Highlighting insights from Groceryshop to guide the industry
In mid-September, more than 3,000 people from the grocery business — everyone from C-suite leaders to media analysts — touched down in Las Vegas to learn about the latest industry trends. The second annual Groceryshop conference featured stage presentations, panel discussions, an exhibit hall and podcasts. Attendees also enjoyed the chance to socialize, sample plant-based burgers, and sip champagne poured by Cirque de Soleil-esque performers hanging from the ceiling. Among the insights shared were the following:
1. Brands are taking a stand. Today, more people — and especially younger generations — expect brands to be socially conscious and culturally relevant. People want brands to be transparent about their values. A RetailMeNot survey reported that two-thirds of Internet users age 18 years old and older said more brands should take a public stand on important social values.

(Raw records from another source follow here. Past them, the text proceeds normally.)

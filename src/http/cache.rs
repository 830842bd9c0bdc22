//! HTTP cache control module
//!
//! Two fixed `Cache-Control` policies: documents that change between
//! deploys get a short max-age, fingerprinted assets are cached for a year.

/// Cache-Control class attached to every served asset
#[derive(Debug, Clone, Copy, PartialEq, Eq)]
pub enum CacheControl {
    /// Five minutes, for entries in the no-cache extension set
    ShortLived,
    /// One year, marked immutable
    Immutable,
}

impl CacheControl {
    /// Cache-Control header value
    pub const fn header_value(self) -> &'static str {
        match self {
            Self::ShortLived => "public, max-age=300",
            Self::Immutable => "public, max-age=31536000, immutable",
        }
    }
}

/// Chooses a [`CacheControl`] class from the served file's extension
#[derive(Debug, Clone)]
pub struct CachePolicy {
    /// Lowercased extensions including the dot, e.g. `.html`
    no_cache_extensions: Vec<String>,
}

impl CachePolicy {
    pub fn new(no_cache_extensions: &[String]) -> Self {
        let no_cache_extensions = no_cache_extensions
            .iter()
            .map(|e| {
                let e = e.trim().to_ascii_lowercase();
                if e.starts_with('.') {
                    e
                } else {
                    format!(".{e}")
                }
            })
            .collect();
        Self {
            no_cache_extensions,
        }
    }

    /// Class for the cache key or path of the asset actually served
    pub fn classify(&self, served_path: &str) -> CacheControl {
        match extension_of(served_path) {
            Some(ext)
                if self
                    .no_cache_extensions
                    .iter()
                    .any(|e| e.eq_ignore_ascii_case(ext)) =>
            {
                CacheControl::ShortLived
            }
            _ => CacheControl::Immutable,
        }
    }
}

impl Default for CachePolicy {
    fn default() -> Self {
        Self::new(&[".html".to_string()])
    }
}

/// Extension of the last path segment including the dot
fn extension_of(path: &str) -> Option<&str> {
    let segment = path.rsplit('/').next().unwrap_or(path);
    match segment.rfind('.') {
        Some(idx) if idx > 0 => Some(&segment[idx..]),
        _ => None,
    }
}
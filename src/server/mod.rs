// Server module entry
// Listener setup, the accept loop, per-connection serving and shutdown signals

pub mod connection;
pub mod listener;
pub mod signal;

// `loop` is a keyword, so the module is exposed as server_loop
#[path = "loop.rs"]
pub mod server_loop;

pub use connection::ServiceKind;
pub use listener::create_reusable_listener;
pub use server_loop::{drain_connections, start_server_loop, ServerLoopConfig};
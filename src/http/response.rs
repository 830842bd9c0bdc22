//! HTTP response building module
//!
//! Builders for every response the edge server produces. Builder failures
//! are logged and degrade to an empty response instead of panicking.

use http_body_util::Full;
use hyper::body::Bytes;
use hyper::{Response, StatusCode};
use serde::Serialize;

use super::cache::CacheControl;
use crate::assets::CachedAsset;

pub type HttpResponse = Response<Full<Bytes>>;

const NOT_FOUND_BODY: &str = "Not Found";

/// 200 response for a cached asset; the body is omitted for HEAD
pub fn build_asset_response(
    asset: &CachedAsset,
    cache_control: CacheControl,
    is_head: bool,
) -> HttpResponse {
    let body = if is_head {
        Bytes::new()
    } else {
        asset.bytes.clone()
    };

    Response::builder()
        .status(StatusCode::OK)
        .header("Content-Type", asset.content_type)
        .header("Content-Length", asset.bytes.len())
        .header("Cache-Control", cache_control.header_value())
        .body(Full::new(body))
        .unwrap_or_else(|e| {
            log_build_error("200", &e);
            Response::new(Full::new(Bytes::new()))
        })
}

/// 404 Not Found response
pub fn build_404_response(is_head: bool) -> HttpResponse {
    build_text_response(StatusCode::NOT_FOUND, NOT_FOUND_BODY, is_head)
}

/// 413 Payload Too Large response
pub fn build_413_response() -> HttpResponse {
    build_text_response(StatusCode::PAYLOAD_TOO_LARGE, "Payload Too Large", false)
}

/// 400 Bad Request response
pub fn build_400_response(message: &str) -> HttpResponse {
    build_text_response(StatusCode::BAD_REQUEST, message, false)
}

/// Plain-text response; HEAD keeps the headers and drops the body
pub fn build_text_response(status: StatusCode, message: &str, is_head: bool) -> HttpResponse {
    let body = if is_head {
        Bytes::new()
    } else {
        Bytes::copy_from_slice(message.as_bytes())
    };

    Response::builder()
        .status(status)
        .header("Content-Type", "text/plain; charset=utf-8")
        .header("Content-Length", message.len())
        .body(Full::new(body))
        .unwrap_or_else(|e| {
            log_build_error(status.as_str(), &e);
            Response::new(Full::new(Bytes::new()))
        })
}

/// Compact JSON response
pub fn build_json_response<T: Serialize>(status: StatusCode, body: &T) -> HttpResponse {
    let json = match serde_json::to_vec(body) {
        Ok(j) => j,
        Err(e) => {
            crate::logger::log_error(&format!("Failed to serialize response: {e}"));
            return build_text_response(
                StatusCode::INTERNAL_SERVER_ERROR,
                "Internal Server Error",
                false,
            );
        }
    };

    Response::builder()
        .status(status)
        .header("Content-Type", "application/json")
        .header("Content-Length", json.len())
        .body(Full::new(Bytes::from(json)))
        .unwrap_or_else(|e| {
            log_build_error(status.as_str(), &e);
            Response::new(Full::new(Bytes::new()))
        })
}

/// Prometheus text exposition
pub fn build_metrics_response(rendered: String) -> HttpResponse {
    Response::builder()
        .status(StatusCode::OK)
        .header("Content-Type", "text/plain; version=0.0.4")
        .body(Full::new(Bytes::from(rendered)))
        .unwrap_or_else(|e| {
            log_build_error("metrics", &e);
            Response::new(Full::new(Bytes::new()))
        })
}

/// Drop the body of an already built response, keeping status and headers
pub fn strip_body(resp: HttpResponse) -> HttpResponse {
    let (parts, _) = resp.into_parts();
    Response::from_parts(parts, Full::new(Bytes::new()))
}

/// Log response build error
fn log_build_error(status: &str, error: &hyper::http::Error) {
    crate::logger::log_error(&format!("Failed to build {status} response: {error}"));
}
// API response bodies

use serde::Serialize;

/// `GET /api/hello`
#[derive(Debug, Serialize)]
pub struct HelloResponse<'a> {
    pub message: &'static str,
    pub domain: &'a str,
    pub path: &'a str,
}

/// `GET /api/users`
#[derive(Debug, Serialize)]
pub struct UsersResponse<'a> {
    pub users: &'static [&'static str],
    pub domain: &'a str,
}

/// `POST /api/data`
#[derive(Debug, Serialize)]
pub struct DataResponse {
    pub message: &'static str,
    pub body: String,
}
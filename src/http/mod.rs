//! HTTP protocol layer module
//!
//! Content types, cache policies and response builders, independent of how
//! a request was routed.

pub mod cache;
pub mod mime;
pub mod response;

// Re-export commonly used types
pub use response::{
    build_400_response, build_404_response, build_413_response, build_asset_response,
    build_json_response, build_metrics_response, build_text_response, HttpResponse,
};
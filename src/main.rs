use std::sync::atomic::AtomicUsize;
use std::sync::Arc;
use std::time::Duration;

use tokio::sync::watch;

mod api;
mod assets;
mod config;
mod handler;
mod http;
mod logger;
mod observability;
mod routing;
mod server;

use server::{ServerLoopConfig, ServiceKind};

/// Config file used when no path is given, without extension
const DEFAULT_CONFIG: &str = "config";

fn main() -> Result<(), Box<dyn std::error::Error>> {
    let config_path = std::env::args()
        .nth(1)
        .unwrap_or_else(|| DEFAULT_CONFIG.to_string());

    let cfg = config::Config::load_from(&config_path)?;
    cfg.validate()?;
    logger::init(&cfg)?;

    if !cfg.test_domain_is_configured() {
        logger::log_warning(&format!(
            "Local test domain '{}' is not in the domain list; {:?} will get 404s",
            cfg.site.localhost_test_domain, cfg.site.local_aliases
        ));
    }

    // Everything is read into memory before the first request is accepted
    let routes = cfg.domain_routes();
    let assets = assets::AssetCache::build(&routes);
    if assets.is_empty() {
        logger::log_warning("No static files were loaded; static requests will all get 404");
    }

    let mut runtime_builder = tokio::runtime::Builder::new_multi_thread();
    runtime_builder.enable_all();
    if let Some(workers) = cfg.server.workers {
        runtime_builder.worker_threads(workers);
    }
    let runtime = runtime_builder.build()?;

    runtime.block_on(async_main(cfg, routes, assets))
}

async fn async_main(
    cfg: config::Config,
    routes: Vec<routing::DomainRoute>,
    assets: assets::AssetCache,
) -> Result<(), Box<dyn std::error::Error>> {
    let app_addr = cfg.get_socket_addr()?;

    let metrics_handle = if cfg.metrics.enabled {
        let handle = observability::install_recorder()?;
        let upkeep = handle.clone();
        tokio::spawn(async move {
            let mut interval = tokio::time::interval(observability::UPKEEP_INTERVAL);
            loop {
                interval.tick().await;
                upkeep.run_upkeep();
            }
        });
        Some(handle)
    } else {
        None
    };
    observability::record_asset_cache(&routes, &assets);

    let app_listener = server::create_reusable_listener(app_addr)?;
    let metrics_listener = if cfg.metrics.enabled {
        let addr = cfg.get_metrics_socket_addr()?;
        Some((addr, server::create_reusable_listener(addr)?))
    } else {
        None
    };

    let state = Arc::new(config::AppState::new(cfg, routes, assets, metrics_handle));
    logger::log_server_start(&app_addr, &state.config);
    logger::log_site_summary(&state.config, &state.assets);

    let (shutdown_tx, shutdown_rx) = watch::channel(false);
    let app_connections = Arc::new(AtomicUsize::new(0));
    let metrics_connections = Arc::new(AtomicUsize::new(0));

    let app_task = tokio::spawn(server::start_server_loop(
        app_listener,
        Arc::clone(&state),
        Arc::clone(&app_connections),
        ServerLoopConfig {
            service: ServiceKind::App,
            shutdown: shutdown_rx.clone(),
        },
    ));

    let metrics_task = metrics_listener.map(|(addr, listener)| {
        logger::log_metrics_start(&addr, &state.config.metrics.path);
        tokio::spawn(server::start_server_loop(
            listener,
            Arc::clone(&state),
            Arc::clone(&metrics_connections),
            ServerLoopConfig {
                service: ServiceKind::Metrics,
                shutdown: shutdown_rx.clone(),
            },
        ))
    });

    let signal = server::signal::wait_for_shutdown().await?;
    logger::log_shutdown_signal(signal);
    shutdown_tx.send_replace(true);

    app_task.await?;
    if let Some(task) = metrics_task {
        task.await?;
    }

    let counters = [app_connections, metrics_connections];
    let active: usize = counters
        .iter()
        .map(|c| c.load(std::sync::atomic::Ordering::SeqCst))
        .sum();
    logger::log_shutdown_started(active);

    let grace = Duration::from_secs(state.config.performance.shutdown_grace_period);
    let remaining = server::drain_connections(&counters, grace).await;
    logger::log_shutdown_complete(remaining);

    Ok(())
}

It’s no surprise that digitally native brands are aligned with this trend, but touchstone companies are leading the industry with creative campaigns that address social and environmental issues. Procter & Gamble’s “What it means to be a man” campaign responded to the #metoo movement by taking a stand against toxic masculinity, and its “Loads of Hope” initiative helped wash 68,000 loads of laundry for people impacted by natural disasters.
2. Partnerships keep driving growth
There is a steady stream of multi-retailer partnerships — like the collaboration between Kroger and Walgreens or Instacart’s growing partnership across many retailers. These work because they allow each brand to do what they do best, while driving growth and building equity for both brands. In the next evolution of these partnerships, we’ll likely see more retailers and brands sharing insights.

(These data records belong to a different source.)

//! Replay windows, pages and time bounds

use std::sync::Arc;

use serde::{Deserialize, Serialize};

use super::event::ContentChangeEvent;

/// One page of a time-bounded window
#[derive(Debug, Clone, Default, PartialEq, Serialize, Deserialize)]
#[serde(rename_all = "camelCase")]
pub struct WindowPage {
    pub events: Vec<ContentChangeEvent>,
    /// `None` once the end of the log (or of the window) is reached
    pub next_cursor: Option<String>,
}

impl WindowPage {
    /// Empty page with no continuation
    pub fn end() -> Self {
        Self::default()
    }

    pub fn is_last(&self) -> bool {
        self.next_cursor.is_none()
    }
}

/// Earliest and latest recorded timestamps of a workspace
#[derive(Debug, Clone, Copy, Default, PartialEq, Eq, Serialize, Deserialize)]
#[serde(rename_all = "camelCase")]
pub struct TimeBounds {
    pub start_timestamp: Option<i64>,
    pub end_timestamp: Option<i64>,
}

impl TimeBounds {
    pub fn is_empty(&self) -> bool {
        self.start_timestamp.is_none()
    }
}

/// Immutable, ascending slice of a workspace's content edits
///
/// Cloning shares the underlying events. A window is never patched; a
/// later fetch produces a new window that replaces this one in full.
#[derive(Debug, Clone, PartialEq)]
pub struct ReplayWindow {
    workspace_id: String,
    end_timestamp: i64,
    events: Arc<[ContentChangeEvent]>,
}

impl ReplayWindow {
    /// Build a window; events are re-sorted by `(timestamp, sequence)`
    pub fn new(workspace_id: impl Into<String>, end_timestamp: i64, mut events: Vec<ContentChangeEvent>) -> Self {
        events.sort_by_key(|e| (e.timestamp, e.sequence));
        Self {
            workspace_id: workspace_id.into(),
            end_timestamp,
            events: events.into(),
        }
    }

    pub fn empty(workspace_id: impl Into<String>, end_timestamp: i64) -> Self {
        Self::new(workspace_id, end_timestamp, Vec::new())
    }

    pub fn workspace_id(&self) -> &str {
        &self.workspace_id
    }

    pub fn end_timestamp(&self) -> i64 {
        self.end_timestamp
    }

    pub fn events(&self) -> &[ContentChangeEvent] {
        &self.events
    }

    pub fn len(&self) -> usize {
        self.events.len()
    }

    pub fn is_empty(&self) -> bool {
        self.events.is_empty()
    }

    pub fn get(&self, index: usize) -> Option<&ContentChangeEvent> {
        self.events.get(index)
    }

    /// Distinct file paths, in order of first appearance
    pub fn file_paths(&self) -> Vec<String> {
        let mut seen = std::collections::HashSet::new();
        let mut paths = Vec::new();
        for change in self.events.iter().flat_map(|e| e.changes()) {
            if seen.insert(change.file_path.as_str()) {
                paths.push(change.file_path.clone());
            }
        }
        paths
    }

    /// Number of events with `timestamp <= at`
    pub fn count_at_or_before(&self, at: i64) -> usize {
        self.events.partition_point(|e| e.timestamp <= at)
    }

    pub fn first_timestamp(&self) -> Option<i64> {
        self.events.first().map(|e| e.timestamp)
    }

    pub fn last_timestamp(&self) -> Option<i64> {
        self.events.last().map(|e| e.timestamp)
    }
}

#[cfg(test)]
mod tests {
    use super::*;
    use crate::types::{ContentChange, Position};

    fn event(ts: i64, seq: u64, file: &str) -> ContentChangeEvent {
        ContentChangeEvent::new("ws", ts, vec![ContentChange::insert(file, Position::new(0, 0), "x")])
            .with_sequence(seq)
    }

    #[test]
    fn test_window_sorts_by_timestamp_then_sequence() {
        let window = ReplayWindow::new("ws", 100, vec![event(30, 0, "a"), event(10, 2, "b"), event(10, 1, "c")]);

        let order: Vec<u64> = window.events().iter().map(|e| e.sequence).collect();
        assert_eq!(order, vec![1, 2, 0]);
        assert_eq!(window.first_timestamp(), Some(10));
        assert_eq!(window.last_timestamp(), Some(30));
    }

    #[test]
    fn test_file_paths_first_seen_order() {
        let window = ReplayWindow::new("ws", 100, vec![event(1, 0, "b.rs"), event(2, 1, "a.rs"), event(3, 2, "b.rs")]);
        assert_eq!(window.file_paths(), vec!["b.rs".to_string(), "a.rs".to_string()]);
    }

    #[test]
    fn test_count_at_or_before() {
        let window = ReplayWindow::new("ws", 100, vec![event(10, 0, "a"), event(20, 1, "a"), event(20, 2, "a")]);
        assert_eq!(window.count_at_or_before(5), 0);
        assert_eq!(window.count_at_or_before(10), 1);
        assert_eq!(window.count_at_or_before(20), 3);
    }

    #[test]
    fn test_page_wire_shape() {
        let page = WindowPage {
            events: vec![],
            next_cursor: Some("10:3".to_string()),
        };
        let json = serde_json::to_value(&page).unwrap();
        assert_eq!(json["nextCursor"], "10:3");
        assert!(!page.is_last());
        assert!(WindowPage::end().is_last());
    }
}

3. Retailers are leaning into private label Private-label products are a major priority for such retailers as Target, which announced that it will be launching 2,000 private-label SKUs across every food category by the end of 2020. And this focus on private-label products is only expected to increase if we enter a recession. In a Facebook IQ and Boston Consulting Group study, customers identified lack of brand awareness, irrelevant ads/offers, and unclear value propositions as top friction points at the discovery phase. This means that CPG brands need to employ differentiated go-to market strategies to not only distinguish themselves at shelf, but before customers enter the store.
4. Personalization is paramount
One of the most frequently used terms at this year’s conference was “customer centric.” Many brands and retailers are shifting their strategies toward a customer-driven model, allowing customers to dictate what they need, and then building products that meet those needs.
Conventional food has been transformed in response to people’s desire for simple food that is clearly sourced. This focus on shoppers’ unique desires also has led to an abundance of variety in the market. For example, Seth Goldman, executive chair at Beyond Meat, shared that more than 50% of the milk options on the shelf are nondairy, giving customers more variety to choose the option that works best for them.
5. Insights and measurement are essential. Historically, shopper marketing efforts have lacked substantial measurement, leaving brands to gauge a program’s value based on the number of impressions it earns. Yet, as more brands have realized that impressions are not a reliable indicator of success, they’ve begun seeking metrics that get them closer to understanding the true impact of shopper marketing on store traffic and sales. This explains why brands are leaning into loyalty programs, which are incredibly valuable because of the insights they offer.
As I look towards the future, I am excited for the opportunities that lie ahead. These trends provide possibility — the possibility to reduce friction across all facets of business and drive growth.